The Transport Key (TK) is used internally to secure communications between the Credential Provider (a plug-in to ActivID CMS that is in charge of communication with the CA) and the core ActivID CMS components that communicate to the device.

For Entrust, the TK is also used as an additional layer of security when private keys are exchanged between ActivID CMS and Entrust (for key escrow and key recovery operations).

After you have installed ActivID CMS, a default transport certificate is installed the first time you launch the application. The TK is stored in either an HSM A Hardware Security Module (HSM) securely stores secret key material. They are similar to large-storage, multisession smart cards. However, unlike smart cards, they are used mainly on the server side of a system., or in software (depending on your environment and requirements).

  • The default key length is 2048.

  • The default certificate subject DN for the automatically installed certificate is: CN=ActivIdentity self-generated transport certificate.

You can use any of the CA’s standard encryption templates for the TK certificate. ActivID CMS will not remind you to check the expiration/revocation of the TK certificate.

Important: It is recommended that you set up a reminder to ensure that you always renew the credentials before they expire.

You can generate either a TK and a Certificate Signing Request (CSR), or a TK and a self-signed certificate.

  1. Go to the Repositories Management page.

  2. In the Certificate Authorities panel of the page, click Manage Transport Keys. The Transport Keys page appears:

  3. For Storage Option, select either Software or Hardware.

    It is recommended that you use an HSM (the hardware option) for production environments. For test or lab environments where ActivID CMS is reinstalled several times with the same HSM, ActivID CMS deletes any previous TK present in the HSM the first time that it is started after the installation.

  4. From the Key Length drop-down list, select a key length.

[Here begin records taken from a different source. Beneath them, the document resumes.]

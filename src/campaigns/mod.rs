pub mod dto;
pub mod handlers;
pub mod repo;
pub mod repo_memory;
pub mod repo_types;
pub mod services;

use crate::state::AppState;
use axum::Router;

pub fn router() -> Router<AppState> {
    handlers::campaign_routes()
}
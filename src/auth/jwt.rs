use std::collections::HashSet;

use axum::extract::FromRef;
use jsonwebtoken::{decode, encode, Algorithm, DecodingKey, EncodingKey, Header, Validation};
use thiserror::Error;
use time::{Duration, OffsetDateTime};
use tracing::debug;
use uuid::Uuid;

use super::claims::Claims;
use crate::{config::JwtConfig, state::AppState};

#[derive(Debug, Clone, Copy, PartialEq, Eq, Error)]
pub enum TokenError {
    #[error("missing Authorization header")]
    Missing,
    #[error("malformed Authorization header")]
    Malformed,
    #[error("invalid token")]
    Invalid,
    #[error("token expired")]
    Expired,
}

/// Signing and verification keys, built once from configuration.
#[derive(Clone)]
pub struct JwtKeys {
    encoding: EncodingKey,
    decoding: DecodingKey,
    issuer: String,
    audience: String,
    ttl: Duration,
}

impl FromRef<AppState> for JwtKeys {
    fn from_ref(state: &AppState) -> Self {
        state.jwt.clone()
    }
}

impl JwtKeys {
    pub fn new(cfg: &JwtConfig) -> Self {
        Self {
            encoding: EncodingKey::from_secret(cfg.secret.as_bytes()),
            decoding: DecodingKey::from_secret(cfg.secret.as_bytes()),
            issuer: cfg.issuer.clone(),
            audience: cfg.audience.clone(),
            ttl: Duration::minutes(cfg.ttl_minutes),
        }
    }

    #[cfg(test)]
    pub fn ttl(&self) -> Duration {
        self.ttl
    }

    pub fn issue(&self, user_id: Uuid) -> anyhow::Result<String> {
        self.issue_at(user_id, OffsetDateTime::now_utc())
    }

    pub fn issue_at(&self, user_id: Uuid, now: OffsetDateTime) -> anyhow::Result<String> {
        let claims = Claims {
            sub: user_id,
            iat: now.unix_timestamp(),
            exp: (now + self.ttl).unix_timestamp(),
            iss: self.issuer.clone(),
            aud: self.audience.clone(),
        };
        let token = encode(&Header::new(Algorithm::HS256), &claims, &self.encoding)?;
        debug!(user_id = %user_id, "jwt signed");
        Ok(token)
    }

    pub fn verify(&self, token: &str) -> Result<Uuid, TokenError> {
        self.verify_at(token, OffsetDateTime::now_utc())
    }

    /// Signature, issuer and audience are checked before expiry is looked at.
    pub fn verify_at(&self, token: &str, now: OffsetDateTime) -> Result<Uuid, TokenError> {
        let mut validation = Validation::new(Algorithm::HS256);
        validation.set_audience(std::slice::from_ref(&self.audience));
        validation.set_issuer(std::slice::from_ref(&self.issuer));
        validation.validate_exp = false;
        validation.required_spec_claims =
            HashSet::from(["exp", "sub", "iss", "aud"].map(String::from));

        let data = decode::<Claims>(token, &self.decoding, &validation).map_err(|e| {
            debug!(error = %e, "jwt rejected");
            TokenError::Invalid
        })?;

        if now.unix_timestamp() >= data.claims.exp {
            debug!(user_id = %data.claims.sub, "jwt expired");
            return Err(TokenError::Expired);
        }

        debug!(user_id = %data.claims.sub, "jwt verified");
        Ok(data.claims.sub)
    }
}
use serde::{Deserialize, Serialize};
use uuid::Uuid;

/// JWT payload binding a user to an expiry.
#[derive(Debug, Clone, Serialize, Deserialize)]
pub struct Claims {
    pub sub: Uuid,   // user ID
    pub iat: i64,    // issued at (unix timestamp)
    pub exp: i64,    // expires at (unix timestamp)
    pub iss: String, // issuer
    pub aud: String, // audience
}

  5. For Subject, enter CN=Transport key (this being the default certificate).

  6. Click Generate key & CSR, displays a .txt file that contains the CSR.

  7. Use the CSR to generate a certificate on your CA, and save this certificate as a base64-encoded text file.

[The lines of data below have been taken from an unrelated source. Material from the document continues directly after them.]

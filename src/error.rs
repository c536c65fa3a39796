use axum::{
    http::StatusCode,
    response::{IntoResponse, Response},
    Json,
};
use serde_json::json;
use thiserror::Error;
use tracing::error;

use crate::{
    auth::{credentials::ResetTokenError, jwt::TokenError},
    db::RepoError,
    validators::FieldErrors,
};

pub type AppResult<T> = Result<T, AppError>;

#[derive(Debug, Error)]
pub enum AppError {
    #[error("validation failed")]
    Validation(FieldErrors),

    #[error("malformed request body: {0}")]
    MalformedBody(String),

    /// Unknown login and wrong password share this variant.
    #[error("invalid login or password")]
    InvalidCredentials,

    #[error("unauthorized: {0}")]
    Unauthorized(#[from] TokenError),

    #[error("reset token rejected: {0}")]
    ResetToken(#[from] ResetTokenError),

    #[error("{0} not found")]
    NotFound(&'static str),

    #[error("forbidden")]
    Forbidden,

    #[error("conflict")]
    Conflict(FieldErrors),

    #[error(transparent)]
    Internal(#[from] anyhow::Error),
}

impl From<FieldErrors> for AppError {
    fn from(errors: FieldErrors) -> Self {
        AppError::Validation(errors)
    }
}

impl From<RepoError> for AppError {
    fn from(err: RepoError) -> Self {
        match err {
            RepoError::Duplicate(field) => {
                AppError::Conflict(FieldErrors::single(field.field(), field.message()))
            }
            RepoError::Other(e) => AppError::Internal(e),
        }
    }
}

impl AppError {
    pub fn status(&self) -> StatusCode {
        match self {
            AppError::Validation(_) | AppError::MalformedBody(_) | AppError::ResetToken(_) => {
                StatusCode::BAD_REQUEST
            }
            AppError::InvalidCredentials | AppError::Unauthorized(_) => StatusCode::UNAUTHORIZED,
            AppError::NotFound(_) => StatusCode::NOT_FOUND,
            AppError::Forbidden => StatusCode::FORBIDDEN,
            AppError::Conflict(_) => StatusCode::CONFLICT,
            AppError::Internal(_) => StatusCode::INTERNAL_SERVER_ERROR,
        }
    }
}

impl IntoResponse for AppError {
    fn into_response(self) -> Response {
        let status = self.status();
        let body = match self {
            AppError::Validation(errors) | AppError::Conflict(errors) => json!(errors),
            AppError::MalformedBody(reason) => json!({ "message": reason }),
            AppError::InvalidCredentials => json!({ "message": "Invalid login or password!" }),
            AppError::Unauthorized(_) => json!({ "message": "Not authorized." }),
            AppError::ResetToken(_) => json!({ "message": "Token expired, try again later." }),
            AppError::NotFound(what) => json!({ "message": format!("Error, {what} not found!") }),
            AppError::Forbidden => {
                json!({ "message": "You can only modify your own account." })
            }
            AppError::Internal(e) => {
                error!(error = %e, "internal error");
                json!({ "message": "Internal server error" })
            }
        };

        (status, Json(body)).into_response()
    }
}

    8. Warning! You must use a CA The Certificate Authority (CA) issues and manages security credentials and public keys for message encryption in a networks environment. that accepts a base64 certificate request and is able to generate/output a certificate file from it.
    If you don’t have such a CA, or you prefer not to use a CA, then ActivID CMS automatically sets the transport key certificate.

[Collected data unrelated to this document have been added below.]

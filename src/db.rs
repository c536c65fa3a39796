use anyhow::Context;
use sqlx::{postgres::PgPoolOptions, PgPool};
use thiserror::Error;

/// Columns guarded by a unique constraint.
#[derive(Debug, Clone, Copy, PartialEq, Eq)]
pub enum UniqueField {
    Email,
    Handle,
    CampaignName,
}

impl UniqueField {
    fn from_constraint(name: &str) -> Option<Self> {
        match name {
            "users_email_key" => Some(Self::Email),
            "users_handle_key" => Some(Self::Handle),
            "campaigns_name_key" => Some(Self::CampaignName),
            _ => None,
        }
    }

    /// Request field the conflict is reported under.
    pub fn field(self) -> &'static str {
        match self {
            Self::Email => "email",
            Self::Handle => "handle",
            Self::CampaignName => "name",
        }
    }

    pub fn message(self) -> &'static str {
        match self {
            Self::Email => "Email already in use.",
            Self::Handle => "Handle already in use.",
            Self::CampaignName => "Name already in use.",
        }
    }
}

#[derive(Debug, Error)]
pub enum RepoError {
    #[error("{} already in use", .0.field())]
    Duplicate(UniqueField),
    #[error(transparent)]
    Other(#[from] anyhow::Error),
}

impl From<sqlx::Error> for RepoError {
    fn from(err: sqlx::Error) -> Self {
        if let sqlx::Error::Database(db_err) = &err {
            if db_err.is_unique_violation() {
                if let Some(field) = db_err.constraint().and_then(UniqueField::from_constraint) {
                    return RepoError::Duplicate(field);
                }
            }
        }
        RepoError::Other(err.into())
    }
}

pub async fn connect(database_url: &str) -> anyhow::Result<PgPool> {
    PgPoolOptions::new()
        .max_connections(10)
        .connect(database_url)
        .await
        .context("connect to database")
}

  8. Copy the .txt file content using a text editor (such as Notepad), and then close the window.

  9. Paste the saved content into the Certificate box, and then click Save.

  10. When the confirmation message appears, click Done.

  1. Go to the Repositories Management page.

  2. In the Certificate Authorities panel of the page, click Manage Transport Keys. The Transport Keys page appears:

  3. For the Storage Option, select either Software or Hardware.

  4. From the Key Length drop-down box, make a selection.

  5. For Subject, enter the default certificate: CN=Transport Key.

  6. Click Generate key & self-signed certificate.

  7. Click Save.

  8. When the confirmation message appears, click Done.

Before you can update a TK certificate, the CA must be installed, configured, and running. In addition, you must have already generated a Certificate Signing Request (CSR) in base64 format.

  1. Go to the Repositories Management page.

  2. In the Certificate Authorities panel of the page, click Manage Transport Keys. The Transport Keys page appears.

  3. Click Update.

  4. Download the certificate from your CA based on the CSR you previously generated (which must be in base64 format).

    5. Important: You must use a CA that accepts a base64 certificate request and can generate/output a certificate file. If you do not have this CA type, or you prefer not to use a CA, then ActivID CMS automatically sets the transport key certificate.

  5. Save the certificate as Transport.txt.

  6. Open the file and copy its content.

  7. Paste the content into the Certificate box, and then click Save.

  8. When the confirmation message appears, click Done.

  1. Go to the Repositories Management page.

  2. In the Certificate Authorities section of the page, click Manage Transport Keys. The Transport Keys page appears:

  3. Click Reset.

  4. Click Delete.

  5. When the confirmation message appears, click Continue.